I mostly remember having those disposable film cameras that were a staple of the 90’s. You know, before digital point-and-shoots became the thing. I loved the click and whirl of real film. I loved loading them and filling up the old cartridges. And I actually still have old, film photographs from when my family lived in El Salvador (keep reading to see some of those images!). My parents did eventually buy a digital camera (because it was cheaper than film) and I don’t think I’ve taken a film photograph since. Which is kind of sad.
“Once I decided that I wanted to get started with film photography, I had to find a camera body and buy some film.”
Once I decided that I wanted to get started with film, I had to do some research into film SLR camera bodies (you can find them cheap on Ebay) and buy some film (thank you, Amazon Prime). Both of my packages came in the mail today, and I’m thinking this will be the perfect opportunity for a new series of blog posts. I’m thinking I’ll do a blog for each roll of film and call the series “The Film Files”! I’m so excited, and I can’t wait to get started! It’s always nice to kick off the New Year with an adventure or project. So this is the perfect one!
Here are some film photographs from the archives of when my family lived in El Salvador:
This first image is from a beach that we used to go to in Sonsonate, El Salvador. This was always a treat for us, because we didn’t get to go to the ocean a lot. Look at those colors!? This picture just makes me happy, and it also makes me really want to go the beach (as I look outside at 6 inches of fluffy, white snow). I’m ready for winter to be over!
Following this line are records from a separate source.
//! Execution of host networking tools (`ip`, `nsenter`, `iptables`, `sysctl`).
//!
//! Network setup shells out to the standard tools instead of speaking
//! netlink directly. The [`CommandRunner`] trait is the seam that lets the
//! provisioner run against a scripted fake.

use burrow_common::error::{BurrowError, Result};

/// Captured result of a finished command.
#[derive(Debug, Clone, Default, PartialEq, Eq)]
pub struct CommandOutput {
    /// Whether the command exited with status zero.
    pub success: bool,
    /// Standard output.
    pub stdout: String,
    /// Standard error.
    pub stderr: String,
}

impl CommandOutput {
    /// Returns whether the failure reports an object that already exists.
    #[must_use]
    pub fn already_exists(&self) -> bool {
        let err = self.stderr.to_ascii_lowercase();
        err.contains("file exists") || err.contains("already exists") || err.contains("already assigned")
    }
}

/// Runs an external program to completion.
pub trait CommandRunner: Send + Sync {
    /// Runs `program` with `args` and captures its output.
    ///
    /// A non-zero exit status is reported through [`CommandOutput::success`],
    /// not as an error.
    ///
    /// # Errors
    ///
    /// Returns an error only if the program cannot be started at all.
    fn run(&self, program: &str, args: &[&str]) -> Result<CommandOutput>;
}

/// Runner that executes programs on the host.
#[derive(Debug, Default, Clone, Copy)]
pub struct SystemRunner;

impl CommandRunner for SystemRunner {
    fn run(&self, program: &str, args: &[&str]) -> Result<CommandOutput> {
        let path = which::which(program).map_err(|e| BurrowError::NetworkSetup {
            message: format!("{program} not found in PATH: {e}"),
        })?;
        tracing::trace!(program, ?args, "running");
        let output = std::process::Command::new(&path)
            .args(args)
            .output()
            .map_err(|e| BurrowError::io(path, e))?;
        Ok(CommandOutput {
            success: output.status.success(),
            stdout: String::from_utf8_lossy(&output.stdout).into_owned(),
            stderr: String::from_utf8_lossy(&output.stderr).into_owned(),
        })
    }
}

/// Runs a command and turns a non-zero exit into `NetworkSetup`.
pub(crate) fn run_checked(runner: &dyn CommandRunner, program: &str, args: &[&str]) -> Result<String> {
    let out = runner.run(program, args)?;
    if out.success {
        Ok(out.stdout)
    } else {
        Err(failure(program, args, &out))
    }
}

/// Like [`run_checked`], but treats "already exists" failures as success.
pub(crate) fn run_idempotent(runner: &dyn CommandRunner, program: &str, args: &[&str]) -> Result<()> {
    let out = runner.run(program, args)?;
    if out.success || out.already_exists() {
        Ok(())
    } else {
        Err(failure(program, args, &out))
    }
}

pub(crate) fn failure(program: &str, args: &[&str], out: &CommandOutput) -> BurrowError {
    BurrowError::NetworkSetup {
        message: format!("`{program} {}` failed: {}", args.join(" "), out.stderr.trim()),
    }
}

#[cfg(test)]
pub(crate) mod fake {
    //! Scripted in-memory stand-in for the host networking tools.

    use std::collections::HashSet;
    use std::sync::Mutex;

    use super::{CommandOutput, CommandRunner};
    use burrow_common::error::Result;

    /// Simulates link and rule state so idempotence can be observed.
    #[derive(Debug, Default)]
    pub struct FakeRunner {
        pub calls: Mutex<Vec<String>>,
        pub links: Mutex<HashSet<String>>,
        pub rules: Mutex<HashSet<String>>,
        pub fail_on: Mutex<Option<String>>,
    }

    impl FakeRunner {
        pub fn failing_on(fragment: &str) -> Self {
            let fake = Self::default();
            *fake.fail_on.lock().unwrap() = Some(fragment.to_string());
            fake
        }

        pub fn calls(&self) -> Vec<String> {
            self.calls.lock().unwrap().clone()
        }

        pub fn count(&self, fragment: &str) -> usize {
            self.calls().iter().filter(|c| c.contains(fragment)).count()
        }

        fn ok() -> CommandOutput {
            CommandOutput {
                success: true,
                ..CommandOutput::default()
            }
        }

        fn err(msg: &str) -> CommandOutput {
            CommandOutput {
                success: false,
                stdout: String::new(),
                stderr: msg.to_string(),
            }
        }
    }

    impl CommandRunner for FakeRunner {
        fn run(&self, program: &str, args: &[&str]) -> Result<CommandOutput> {
            let line = format!("{program} {}", args.join(" "));
            self.calls.lock().unwrap().push(line.clone());
            if let Some(fragment) = self.fail_on.lock().unwrap().as_deref() {
                if line.contains(fragment) {
                    return Ok(Self::err("RTNETLINK answers: Operation not permitted"));
                }
            }
            let out = match (program, args) {
                ("ip", ["link", "show", name]) => {
                    if self.links.lock().unwrap().contains(*name) {
                        Self::ok()
                    } else {
                        Self::err("Device does not exist")
                    }
                }
                ("ip", ["link", "add", "name", name, "type", "bridge"]) => {
                    if self.links.lock().unwrap().insert((*name).to_string()) {
                        Self::ok()
                    } else {
                        Self::err("RTNETLINK answers: File exists")
                    }
                }
                ("ip", ["link", "add", host, "type", "veth", "peer", "name", _]) => {
                    if self.links.lock().unwrap().insert((*host).to_string()) {
                        Self::ok()
                    } else {
                        Self::err("RTNETLINK answers: File exists")
                    }
                }
                ("ip", ["link", "delete", name]) => {
                    if self.links.lock().unwrap().remove(*name) {
                        Self::ok()
                    } else {
                        Self::err("Cannot find device")
                    }
                }
                ("iptables", ["-t", "nat", "-C", rest @ ..]) => {
                    if self.rules.lock().unwrap().contains(&rest.join(" ")) {
                        Self::ok()
                    } else {
                        Self::err("Bad rule")
                    }
                }
                ("iptables", ["-t", "nat", "-A", rest @ ..]) => {
                    let _ = self.rules.lock().unwrap().insert(rest.join(" "));
                    Self::ok()
                }
                _ => Self::ok(),
            };
            Ok(out)
        }
    }
}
These next couple of images are from Monte Cristo National Park, the first protected national park in El Salvador. One of the coolest facts about this national park is that at it’s highest point (2418m or 7,933ft) the borders of El Salvador, Guatemala and Honduras all converge in a spot known as El Trifinio. This was one of my favorite parks in El Salvador and if you ever get a chance to go, you should. It’s breathtaking! It’s home to 100ft trees, the Jardín de los Cien Años (The Garden of 100 Years), a cloud forest and much more.
This picture is an image of my mom crossing one of the wooden suspension bridges in the park. These were always terrifying to cross. More so when you have 4 brothers who like to play a game called “How Much Can We Make the Bridge Swing?”
And lastly, an image of a sunset at the Lago do Coatepeque, a lake formed from a volcanic crater. This is one of my favorites! That puple sunset is stunning!